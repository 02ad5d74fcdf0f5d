use core::sync::atomic::{AtomicBool, AtomicUsize, Ordering};

/// Default per-branch quarantine capacity when nothing is configured.
pub const DEFAULT_QUARANTINE_CAPACITY: usize = 1024 * 1024; // 1 MiB

static QUARANTINE_CAPACITY: AtomicUsize = AtomicUsize::new(DEFAULT_QUARANTINE_CAPACITY);
static QUARANTINE_DISABLED: AtomicBool = AtomicBool::new(false);
static CONFIG_READ: AtomicBool = AtomicBool::new(false);

/// Read configuration overrides from environment variables. Runs once, from
/// the root-creation slow path (under its spin lock, so single-threaded).
pub fn read_config() {
    if CONFIG_READ.swap(true, Ordering::AcqRel) {
        return;
    }
    unsafe {
        if let Some(val) = getenv_usize(b"CAGEALLOC_QUARANTINE_CAPACITY\0") {
            QUARANTINE_CAPACITY.store(val, Ordering::Relaxed);
        }
        let key = b"CAGEALLOC_DISABLE_QUARANTINE\0".as_ptr() as *const libc::c_char;
        if !libc::getenv(key).is_null() {
            QUARANTINE_DISABLED.store(true, Ordering::Relaxed);
        }
    }
}

pub fn quarantine_capacity() -> usize {
    QUARANTINE_CAPACITY.load(Ordering::Relaxed)
}

pub fn quarantine_disabled() -> bool {
    QUARANTINE_DISABLED.load(Ordering::Relaxed)
}

/// Parse an environment variable as a usize.
///
/// # Safety
/// Calls libc::getenv, which must not race with setenv.
unsafe fn getenv_usize(key: &[u8]) -> Option<usize> {
    let val = libc::getenv(key.as_ptr() as *const libc::c_char);
    if val.is_null() {
        return None;
    }

    // Parse manually; no allocation.
    let mut result: usize = 0;
    let mut ptr = val as *const u8;
    loop {
        let byte = *ptr;
        if byte == 0 {
            break;
        }
        if !byte.is_ascii_digit() {
            return None;
        }
        result = result.checked_mul(10)?.checked_add((byte - b'0') as usize)?;
        ptr = ptr.add(1);
    }
    Some(result)
}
★ ★ ★
> **WORK ITEM**
Every entry should be printed again exactly as written.

> **WRITTEN ANSWER**
repository 02ad5d74fcdf0f5d
use core::sync::atomic::{AtomicBool, AtomicUsize, Ordering};

/// Default per-branch quarantine capacity when nothing is configured.
pub const DEFAULT_QUARANTINE_CAPACITY: usize = 1024 * 1024; // 1 MiB

static QUARANTINE_CAPACITY: AtomicUsize = AtomicUsize::new(DEFAULT_QUARANTINE_CAPACITY);
static QUARANTINE_DISABLED: AtomicBool = AtomicBool::new(false);
static CONFIG_READ: AtomicBool = AtomicBool::new(false);

/// Read configuration overrides from environment variables. Runs once, from
/// the root-creation slow path (under its spin lock, so single-threaded).
pub fn read_config() {
    if CONFIG_READ.swap(true, Ordering::AcqRel) {
        return;
    }
    unsafe {
        if let Some(val) = getenv_usize(b"CAGEALLOC_QUARANTINE_CAPACITY\0") {
            QUARANTINE_CAPACITY.store(val, Ordering::Relaxed);
        }
        let key = b"CAGEALLOC_DISABLE_QUARANTINE\0".as_ptr() as *const libc::c_char;
        if !libc::getenv(key).is_null() {
            QUARANTINE_DISABLED.store(true, Ordering::Relaxed);
        }
    }
}

pub fn quarantine_capacity() -> usize {
    QUARANTINE_CAPACITY.load(Ordering::Relaxed)
}

pub fn quarantine_disabled() -> bool {
    QUARANTINE_DISABLED.load(Ordering::Relaxed)
}

/// Parse an environment variable as a usize.
///
/// # Safety
/// Calls libc::getenv, which must not race with setenv.
unsafe fn getenv_usize(key: &[u8]) -> Option<usize> {
    let val = libc::getenv(key.as_ptr() as *const libc::c_char);
    if val.is_null() {
        return None;
    }

    // Parse manually; no allocation.
    let mut result: usize = 0;
    let mut ptr = val as *const u8;
    loop {
        let byte = *ptr;
        if byte == 0 {
            break;
        }
        if !byte.is_ascii_digit() {
            return None;
        }
        result = result.checked_mul(10)?.checked_add((byte - b'0') as usize)?;
        ptr = ptr.add(1);
    }
    Some(result)
}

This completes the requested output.